Growli

Getting it to bloom

Why won't my Western Bog Laurel bloom? (and how to make it flower)

Also called Western Bog Laurel, Alpine Bog Laurel, Alpine Laurel, Small-leaf Laurel (Kalmia microphylla).

More about western bog laurel

About Western Bog Laurel

Kalmia microphylla · also called Western Bog Laurel, Alpine Bog Laurel · flowering

Kalmia microphylla is a low, mat-forming evergreen shrub native to alpine and subalpine bogs and wet meadows across western North America, from California and Colorado north through British Columbia to Alaska. It produces bright deep-pink, bowl-shaped flowers in small terminal clusters in late spring to early summer and grows naturally in cold, acidic, peaty, and perpetually moist conditions. The most important care fact is that it requires consistently wet, acidic, lime-free conditions — it is not suited to dry gardens. All Kalmia species are toxic to cats, dogs, and horses.

Plant type: flowering

The reasons western bog laurel isn't blooming

Almost every non-blooming western bog laurel traces back to one of these, roughly in order of how common they are:

  1. Too little sun — most of these need full sun (or very bright light) to flower well; shade gives leaves, not blooms.
  2. Too much nitrogen feed, driving lush foliage at the expense of flowers (very common with general or lawn feeds).
  3. The plant has not been deadheaded, so it stops flowering once it sets seed.
  4. Irregular watering — drought or waterlogging at the budding stage makes buds abort.
  5. It is still too young or was checked by a transplant and is rebuilding before flowering.

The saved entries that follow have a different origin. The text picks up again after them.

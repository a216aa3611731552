//! Guard-side monitoring: event emission, the offline buffer, heartbeats,
//! failure tallies and presence prompts.
pub mod connectivity;
pub mod emitter;
pub mod failure_counter;
pub mod heartbeat;
pub mod offline_queue;
pub mod presence;

pub use connectivity::{Connectivity, ReachabilityProbe};
pub use emitter::{EmitError, Emission, Emitter};
pub use failure_counter::{CounterOutcome, FailureCounter, FailureTallies};
pub use heartbeat::{
    ActiveSession, HeartbeatController, HeartbeatSettings, InactiveReason, PresenceConfirmer,
    SessionError, SessionState,
};
pub use offline_queue::{OfflineEntry, OfflineQueue, SyncError, SyncOutcome};
pub use presence::{PresenceCycle, PresenceEvent, PresenceSettings};
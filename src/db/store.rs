use async_trait::async_trait;
use chrono::{DateTime, Utc};
use serde::{Deserialize, Serialize};
use thiserror::Error;
use tokio::sync::broadcast;

use super::enums::EventKind;
use super::models::{
    Company, ComplianceConfig, EventPatch, FailureCount, MonitoringEvent, NewEvent, Post,
};

#[derive(Error, Debug, Clone, PartialEq)]
pub enum StoreError {
    #[error("Store unreachable: {0}")]
    Unreachable(String),
    #[error("Access denied by store policy: {0}")]
    PolicyDenied(String),
    #[error("Store schema is missing or incomplete: {0}")]
    SchemaMissing(String),
    #[error("Row not found: {0}")]
    NotFound(String),
    #[error("Invalid row data: {0}")]
    InvalidRow(String),
    #[error("Database error: {0}")]
    Database(String),
}

/// Failure classes the rest of the engine reacts to.
#[derive(Debug, Clone, Copy, PartialEq, Eq)]
pub enum ErrorClass {
    /// No network path to the store. Writes get queued, reads retried later.
    Connectivity,
    /// Rejected by an access policy. Surfaced verbatim, never retried.
    Policy,
    /// The expected schema is absent. Fatal for the session.
    Integrity,
    Other,
}

impl StoreError {
    pub fn class(&self) -> ErrorClass {
        match self {
            StoreError::Unreachable(_) => ErrorClass::Connectivity,
            StoreError::PolicyDenied(_) => ErrorClass::Policy,
            StoreError::SchemaMissing(_) => ErrorClass::Integrity,
            StoreError::NotFound(_) | StoreError::InvalidRow(_) | StoreError::Database(_) => {
                ErrorClass::Other
            }
        }
    }
}

impl From<sqlx::Error> for StoreError {
    fn from(err: sqlx::Error) -> Self {
        match &err {
            sqlx::Error::Database(db_err) => match db_err.code().as_deref() {
                // undefined_table, undefined_column, undefined_function
                Some("42P01") | Some("42703") | Some("42883") => {
                    StoreError::SchemaMissing(db_err.message().to_string())
                }
                // insufficient_privilege
                Some("42501") => StoreError::PolicyDenied(db_err.message().to_string()),
                _ => StoreError::Database(err.to_string()),
            },
            sqlx::Error::Io(_)
            | sqlx::Error::Tls(_)
            | sqlx::Error::PoolTimedOut
            | sqlx::Error::PoolClosed
            | sqlx::Error::WorkerCrashed => StoreError::Unreachable(err.to_string()),
            sqlx::Error::RowNotFound => StoreError::NotFound(err.to_string()),
            sqlx::Error::ColumnDecode { .. } | sqlx::Error::Decode(_) => {
                StoreError::InvalidRow(err.to_string())
            }
            _ => StoreError::Database(err.to_string()),
        }
    }
}

#[derive(Debug, Clone, Copy, PartialEq, Eq, Serialize, Deserialize)]
#[serde(rename_all = "UPPERCASE")]
pub enum ChangeOperation {
    Insert,
    Update,
    Delete,
}

/// One committed change on the events table, as delivered by the change-feed.
#[derive(Debug, Clone, PartialEq, Serialize, Deserialize)]
pub struct EventChange {
    pub operation: ChangeOperation,
    pub row: MonitoringEvent,
}

/// What the change-feed delivers. `Gap` means changes may have been missed
/// (a fresh or re-established connection) and the reader should reload.
#[derive(Debug, Clone, PartialEq)]
pub enum FeedMessage {
    Change(EventChange),
    Gap,
}

impl FeedMessage {
    pub fn into_change(self) -> Option<EventChange> {
        match self {
            FeedMessage::Change(change) => Some(change),
            FeedMessage::Gap => None,
        }
    }
}

pub type EventFeed = broadcast::Receiver<FeedMessage>;

/// Filters for `list_events`. Unset fields do not constrain the result.
#[derive(Debug, Clone, Default, PartialEq)]
pub struct EventFilter {
    pub post_id: Option<i64>,
    pub kind: Option<EventKind>,
    pub since: Option<DateTime<Utc>>,
    /// Case-insensitive substring match on the comment.
    pub comment_contains: Option<String>,
    /// Oldest first when set; newest first otherwise.
    pub ascending: bool,
    pub limit: Option<i64>,
}

impl EventFilter {
    pub fn for_post(post_id: i64) -> Self {
        Self {
            post_id: Some(post_id),
            ..Self::default()
        }
    }

    pub fn matches(&self, event: &MonitoringEvent) -> bool {
        if self.post_id.is_some_and(|id| id != event.post_id) {
            return false;
        }
        if self.kind.is_some_and(|kind| kind != event.kind) {
            return false;
        }
        if self.since.is_some_and(|since| event.timestamp < since) {
            return false;
        }
        if let Some(needle) = &self.comment_contains {
            let needle = needle.to_lowercase();
            match &event.comment {
                Some(comment) if comment.to_lowercase().contains(&needle) => {}
                _ => return false,
            }
        }
        true
    }
}

/// The persistent store the engine runs against: row CRUD over posts,
/// events, failure counters and compliance configs, plus the event
/// change-feed.
#[async_trait]
pub trait MonitoringStore: Send + Sync {
    async fn find_company_by_username(&self, username: &str)
        -> Result<Option<Company>, StoreError>;

    async fn list_posts(&self) -> Result<Vec<Post>, StoreError>;

    async fn find_post(&self, post_id: i64) -> Result<Option<Post>, StoreError>;

    async fn find_post_by_credentials(
        &self,
        post_id: i64,
        access_secret: &str,
    ) -> Result<Option<Post>, StoreError>;

    /// Writes `last_heartbeat`; `None` marks the post as not monitored.
    async fn set_heartbeat(
        &self,
        post_id: i64,
        at: Option<DateTime<Utc>>,
    ) -> Result<(), StoreError>;

    async fn insert_event(&self, event: NewEvent) -> Result<MonitoringEvent, StoreError>;

    /// Inserts the whole batch or nothing.
    async fn insert_events(&self, events: Vec<NewEvent>)
        -> Result<Vec<MonitoringEvent>, StoreError>;

    async fn list_events(&self, filter: &EventFilter) -> Result<Vec<MonitoringEvent>, StoreError>;

    async fn update_event(&self, event_id: i64, patch: EventPatch) -> Result<(), StoreError>;

    async fn delete_event(&self, event_id: i64) -> Result<(), StoreError>;

    async fn failure_count(&self, post_id: i64) -> Result<Option<i64>, StoreError>;

    async fn list_failure_counts(&self) -> Result<Vec<FailureCount>, StoreError>;

    /// Upsert keyed by `post_id`.
    async fn upsert_failure_count(&self, post_id: i64, count: i64) -> Result<(), StoreError>;

    async fn list_compliance_configs(&self) -> Result<Vec<ComplianceConfig>, StoreError>;

    /// Upsert keyed by `post_id`.
    async fn upsert_compliance_config(&self, config: &ComplianceConfig) -> Result<(), StoreError>;

    async fn subscribe_events(&self) -> Result<EventFeed, StoreError>;

    async fn find_post_name(&self, post_id: i64) -> Result<Option<String>, StoreError> {
        Ok(self.find_post(post_id).await?.map(|post| post.name))
    }
}

#[cfg(test)]
mod tests {
    use super::*;
    use crate::db::enums::EventStatus;
    use chrono::TimeZone;

    fn event(post_id: i64, kind: EventKind, comment: Option<&str>) -> MonitoringEvent {
        MonitoringEvent {
            id: 1,
            post_id,
            kind,
            timestamp: Utc.with_ymd_and_hms(2026, 10, 19, 12, 0, 0).unwrap(),
            status: EventStatus::Unresolved,
            comment: comment.map(str::to_string),
        }
    }

    #[test]
    fn test_filter_matches_equality_and_substring() {
        let filter = EventFilter {
            post_id: Some(4),
            comment_contains: Some("PORTÃO".to_string()),
            ..EventFilter::default()
        };
        assert!(filter.matches(&event(4, EventKind::PanicButton, Some("alarme no portão"))));
        assert!(!filter.matches(&event(5, EventKind::PanicButton, Some("portão"))));
        assert!(!filter.matches(&event(4, EventKind::PanicButton, None)));
    }

    #[test]
    fn test_filter_since_and_kind() {
        let filter = EventFilter {
            kind: Some(EventKind::SystemActivated),
            since: Some(Utc.with_ymd_and_hms(2026, 10, 19, 12, 0, 0).unwrap()),
            ..EventFilter::default()
        };
        assert!(filter.matches(&event(1, EventKind::SystemActivated, None)));
        assert!(!filter.matches(&event(1, EventKind::GatehouseOnline, None)));

        let later = EventFilter {
            since: Some(Utc.with_ymd_and_hms(2026, 10, 19, 12, 0, 1).unwrap()),
            ..EventFilter::default()
        };
        assert!(!later.matches(&event(1, EventKind::SystemActivated, None)));
    }

    #[test]
    fn test_error_classes() {
        assert_eq!(
            StoreError::Unreachable("down".into()).class(),
            ErrorClass::Connectivity
        );
        assert_eq!(
            StoreError::SchemaMissing("companies".into()).class(),
            ErrorClass::Integrity
        );
        assert_eq!(StoreError::PolicyDenied("rls".into()).class(), ErrorClass::Policy);
        assert_eq!(StoreError::from(sqlx::Error::PoolTimedOut).class(), ErrorClass::Connectivity);
        assert_eq!(StoreError::from(sqlx::Error::RowNotFound).class(), ErrorClass::Other);
    }

    #[test]
    fn test_change_payload_deserializes() {
        let raw = r#"{"operation":"DELETE","row":{"id":11,"post_id":2,"type":"Portaria Online","timestamp":"2026-10-19T08:00:00+00:00","status":"Resolvido","comment":"ok"}}"#;
        let change: EventChange = serde_json::from_str(raw).unwrap();
        assert_eq!(change.operation, ChangeOperation::Delete);
        assert_eq!(change.row.id, 11);
        assert_eq!(change.row.status, EventStatus::Resolved);
    }
}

Feeding western bog laurel a high-nitrogen general feed and growing it in too little sun — you get a big leafy plant and almost no flowers.

The fix — how to get western bog laurel to flower

  1. Maximise sun. Give western bog laurel the sunniest spot you have — for most bedding and fruiting plants, more direct light directly means more flowers.
  2. Switch the feed. Move off high-nitrogen feeds and use a higher-potassium "bloom" or tomato-type feed as it comes into flower.
  3. Deadhead regularly. Remove spent flowers often to keep it producing more rather than stopping to set seed.
  4. Water consistently. Keep moisture even through budding and flowering — drought-then-flood swings make buds drop.

Light and feeding do most of the heavy lifting here. Dial in the spot with the light guide for western bog laurel and get the feeding right with the western bog laurel fertilising schedule — the wrong feed (too much nitrogen) is one of the most common silent reasons a healthy plant makes leaves instead of flowers.

Bloom season and what to expect

Western Bog Laurel flowers across its growing season (mostly summer) and, kept fed and deadheaded, can bloom for many weeks or right up to frost.

Post-bloom care so it flowers again

Deadhead, keep feeding lightly, and many will rebloom; collect seed from the best plants at the end of the season if you want to grow them again.

For everything else this plant needs day to day, see the full western bog laurel care brief and its watering schedule — a stressed, badly watered plant rarely has the energy to flower at all.

Western Bog Laurel blooming — frequently asked questions

Why won't my western bog laurel flower?

Western Bog Laurel blooms on the season's growth given enough sun, warmth and the right feed — there is no cold or photoperiod trick, just good growing conditions and a bloom-leaning feed. The most common reason it is not happening: Too little sun — most of these need full sun (or very bright light) to flower well; shade gives leaves, not blooms.

How do I make western bog laurel bloom?

Give western bog laurel the sunniest spot you have — for most bedding and fruiting plants, more direct light directly means more flowers. Move off high-nitrogen feeds and use a higher-potassium "bloom" or tomato-type feed as it comes into flower.

When does western bog laurel normally bloom?

Western Bog Laurel flowers across its growing season (mostly summer) and, kept fed and deadheaded, can bloom for many weeks or right up to frost.

What should I do with western bog laurel after it flowers?

Deadhead, keep feeding lightly, and many will rebloom; collect seed from the best plants at the end of the season if you want to grow them again.

What is the single biggest mistake stopping western bog laurel flowering?

Feeding western bog laurel a high-nitrogen general feed and growing it in too little sun — you get a big leafy plant and almost no flowers.